Turquie : une avocate qui dénonce les mariages de fillettes est inculpée pour insulte à l’islam

Source : Silencing women’s rights activists in Turkey, par Bingul Durbas, OpenDemocracy, 10 décembre 2012. Extrait traduit par Poste de veille

Canan Arin, avocate et militante de premier plan pour les droits des femmes en Turquie, a été illégalement détenue le 23 juin 2012 pour avoir dénoncé les mariages d’enfants. Pendant que son procès se poursuit, elle vit sous la menace permanente mais refuse de se taire. Dingul Durbas l’a interviewée.

Bingul Durbas : L’Association du Barreau d’Antalya vous a invitée en tant qu’avocate et formatrice à parler de la violence faite aux femmes. Après votre présentation, vous avez été arrêtée. Que s’est-il passé ?

Canan Arin : Je suis co-fondatrice du Centre pour la mise en application des droits des femmes de l’Association du Barreau d’Istanbul et j’y ai travaillé comme formatrice. L’Association du Barreau d’Antalya ouvrait un Centre pour la mise en application des droits des femmes et les avocats avaient besoin de formation. Dans le cadre de cette formation, j’ai donné une conférence sur les mariages précoces et les mariages forcés comme formes de violence envers les femmes. J’ai utilisé deux exemples pour illustrer mon propos. Le premier est celui du prophète qui a épousé une fillette de sept ans. Le second est celui du Président de la République turque : son épouse, la Première dame, avait 14 ans lors de leurs fiançailles et 15 ans lors du mariage. Ce sont des faits.

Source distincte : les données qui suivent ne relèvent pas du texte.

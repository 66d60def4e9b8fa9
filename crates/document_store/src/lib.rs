use std::fs;
use std::io;
use std::path::{Path, PathBuf};

use core_types::{Document, DocumentId};
use indexmap::IndexMap;
use thiserror::Error;
use tracing::{info, warn};

#[derive(Debug, Error)]
pub enum UploadError {
    #[error("failed to read {}", path.display())]
    Io {
        path: PathBuf,
        #[source]
        source: io::Error,
    },
    #[error("`{name}` is not valid UTF-8 text")]
    NotUtf8 { name: String },
}

/// Anything that can be ingested as a document.
pub trait UploadFile {
    fn name(&self) -> &str;
    fn media_type(&self) -> Option<&str>;
    fn read_text(&self) -> Result<String, UploadError>;
}

#[derive(Debug, Clone)]
pub struct LocalFile {
    path: PathBuf,
    name: String,
    media_type: Option<String>,
}

impl LocalFile {
    pub fn new(path: impl Into<PathBuf>) -> Self {
        let path = path.into();
        let name = path
            .file_name()
            .map(|name| name.to_string_lossy().into_owned())
            .unwrap_or_else(|| path.display().to_string());
        let media_type = guess_media_type(&path).map(str::to_string);
        Self {
            path,
            name,
            media_type,
        }
    }

    pub fn path(&self) -> &Path {
        &self.path
    }
}

impl UploadFile for LocalFile {
    fn name(&self) -> &str {
        &self.name
    }

    fn media_type(&self) -> Option<&str> {
        self.media_type.as_deref()
    }

    fn read_text(&self) -> Result<String, UploadError> {
        let bytes = fs::read(&self.path).map_err(|source| UploadError::Io {
            path: self.path.clone(),
            source,
        })?;
        String::from_utf8(bytes).map_err(|_| UploadError::NotUtf8 {
            name: self.name.clone(),
        })
    }
}

#[derive(Debug, Clone)]
pub struct InMemoryFile {
    name: String,
    media_type: Option<String>,
    bytes: Vec<u8>,
}

impl InMemoryFile {
    pub fn new(name: impl Into<String>, bytes: impl Into<Vec<u8>>) -> Self {
        Self {
            name: name.into(),
            media_type: None,
            bytes: bytes.into(),
        }
    }

    pub fn with_media_type(mut self, media_type: impl Into<String>) -> Self {
        self.media_type = Some(media_type.into());
        self
    }
}

impl UploadFile for InMemoryFile {
    fn name(&self) -> &str {
        &self.name
    }

    fn media_type(&self) -> Option<&str> {
        self.media_type.as_deref()
    }

    fn read_text(&self) -> Result<String, UploadError> {
        String::from_utf8(self.bytes.clone()).map_err(|_| UploadError::NotUtf8 {
            name: self.name.clone(),
        })
    }
}

fn guess_media_type(path: &Path) -> Option<&'static str> {
    let ext = path.extension()?.to_str()?.to_ascii_lowercase();
    let media_type = match ext.as_str() {
        "txt" | "log" => "text/plain",
        "md" | "markdown" => "text/markdown",
        "csv" => "text/csv",
        "tsv" => "text/tab-separated-values",
        "json" => "application/json",
        "html" | "htm" => "text/html",
        "xml" => "application/xml",
        "yaml" | "yml" => "application/yaml",
        _ => return None,
    };
    Some(media_type)
}

#[derive(Debug)]
pub struct UploadFailure {
    pub name: String,
    pub error: UploadError,
}

#[derive(Debug, Default)]
pub struct UploadReport {
    pub added: Vec<DocumentId>,
    pub failed: Vec<UploadFailure>,
}

/// Session-scoped documents in upload order.
#[derive(Debug, Clone, Default)]
pub struct DocumentStore {
    documents: IndexMap<DocumentId, Document>,
}

impl DocumentStore {
    pub fn new() -> Self {
        Self::default()
    }

    pub fn insert(&mut self, document: Document) -> DocumentId {
        let id = document.id;
        info!(document_id = %id, name = %document.name, bytes = document.content.len(), "indexed document");
        self.documents.insert(id, document);
        id
    }

    /// Ingests every file on its own; one unreadable file does not stop the batch.
    pub fn upload<I, F>(&mut self, files: I) -> UploadReport
    where
        I: IntoIterator<Item = F>,
        F: UploadFile,
    {
        let mut report = UploadReport::default();
        for file in files {
            match file.read_text() {
                Ok(content) => {
                    let document = Document::new(
                        file.name(),
                        content,
                        file.media_type().map(str::to_string),
                    );
                    report.added.push(self.insert(document));
                }
                Err(error) => {
                    warn!(name = %file.name(), error = %error, "skipping unreadable upload");
                    report.failed.push(UploadFailure {
                        name: file.name().to_string(),
                        error,
                    });
                }
            }
        }
        report
    }

    /// Removing an unknown id is a no-op.
    pub fn remove(&mut self, id: &DocumentId) -> Option<Document> {
        let removed = self.documents.shift_remove(id);
        if let Some(document) = &removed {
            info!(document_id = %id, name = %document.name, "removed document");
        }
        removed
    }

    pub fn get(&self, id: &DocumentId) -> Option<&Document> {
        self.documents.get(id)
    }

    pub fn documents(&self) -> impl Iterator<Item = &Document> {
        self.documents.values()
    }

    pub fn len(&self) -> usize {
        self.documents.len()
    }

    pub fn is_empty(&self) -> bool {
        self.documents.is_empty()
    }
}

#[cfg(test)]
mod tests {
    use tempfile::tempdir;

    use super::*;

    #[test]
    fn upload_keeps_order_and_metadata() {
        let mut store = DocumentStore::new();
        let report = store.upload([
            InMemoryFile::new("a.txt", "alpha"),
            InMemoryFile::new("b.csv", "x,y").with_media_type("text/csv"),
        ]);
        assert_eq!(report.added.len(), 2);
        assert!(report.failed.is_empty());

        let docs: Vec<_> = store.documents().collect();
        assert_eq!(docs[0].name, "a.txt");
        assert_eq!(docs[0].media_type, "text/plain");
        assert_eq!(docs[1].media_type, "text/csv");
        assert_eq!(docs[1].content, "x,y");
    }

    #[test]
    fn bad_file_does_not_block_batch() {
        let mut store = DocumentStore::new();
        let report = store.upload([
            InMemoryFile::new("good.txt", "fine"),
            InMemoryFile::new("bad.bin", vec![0xff, 0xfe, 0x00]),
            InMemoryFile::new("also-good.txt", "fine too"),
        ]);
        assert_eq!(report.added.len(), 2);
        assert_eq!(report.failed.len(), 1);
        assert_eq!(report.failed[0].name, "bad.bin");
        assert!(matches!(report.failed[0].error, UploadError::NotUtf8 { .. }));
        assert_eq!(store.len(), 2);
    }

    #[test]
    fn remove_is_noop_for_unknown_id() {
        let mut store = DocumentStore::new();
        let first = store.insert(Document::new("one", "1", None));
        let second = store.insert(Document::new("two", "2", None));
        let third = store.insert(Document::new("three", "3", None));

        assert!(store.remove(&DocumentId::new_v4()).is_none());
        assert_eq!(store.len(), 3);

        let removed = store.remove(&second).expect("removed");
        assert_eq!(removed.name, "two");
        let ids: Vec<_> = store.documents().map(|doc| doc.id).collect();
        assert_eq!(ids, vec![first, third]);
        assert!(store.get(&second).is_none());
    }

    #[test]
    fn reads_local_files_and_reports_missing_ones() {
        let dir = tempdir().expect("tempdir");
        let path = dir.path().join("Notes.MD");
        fs::write(&path, "# heading\n\nbody").expect("write file");

        let mut store = DocumentStore::new();
        let report = store.upload([
            LocalFile::new(&path),
            LocalFile::new(dir.path().join("missing.txt")),
        ]);
        assert_eq!(report.added.len(), 1);
        assert!(matches!(report.failed[0].error, UploadError::Io { .. }));

        let doc = store.get(&report.added[0]).expect("document");
        assert_eq!(doc.name, "Notes.MD");
        assert_eq!(doc.media_type, "text/markdown");
    }

    #[test]
    fn unknown_extension_falls_back_to_plain_text() {
        let file = LocalFile::new("/tmp/data.weird");
        assert_eq!(file.media_type(), None);
        let doc = Document::new(file.name(), "", file.media_type().map(str::to_string));
        assert_eq!(doc.media_type, "text/plain");
    }
}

Pendant que je parlais, des jeunes hommes se sont levés et ont commencé à crier après moi. Ils disaient que mes propos étaient insultants et hors sujet. J’ai nié, et je leur ai dit qu’ils étaient libres de quitter la salle de conférence, ce qu’ils ont fait. Le lendemain, un autre groupe de jeunes hommes (je ne suis pas certaine que c’était des avocats) ont tenu une conférence de presse et m’ont dénoncée à la cour en m’accusant d’avoir insulté le prophète et le Président de la République de Turquie. Ce groupe d’une dizaine d’hommes qui ont déposé une plainte contre moi n’avaient pas assisté à ma conférence.

J’ai été inculpée pour avoir avili les valeurs religieuses d’une partie de la population (Code pénal turc, article 216/3) et avoir insulté le Président de la République (Code pénal turc, article 299/1). … Dans l’acte d’accusation, le procureur utilise l’acronyme « PSSL» (paix soit sur lui) quand il écrit le nom du prophète Mahomet dans un document juridique. Un procureur ne peut inclure ce genre de qualification dans les documents juridiques. Cela démontre son manque d’impartialité dans ma cause.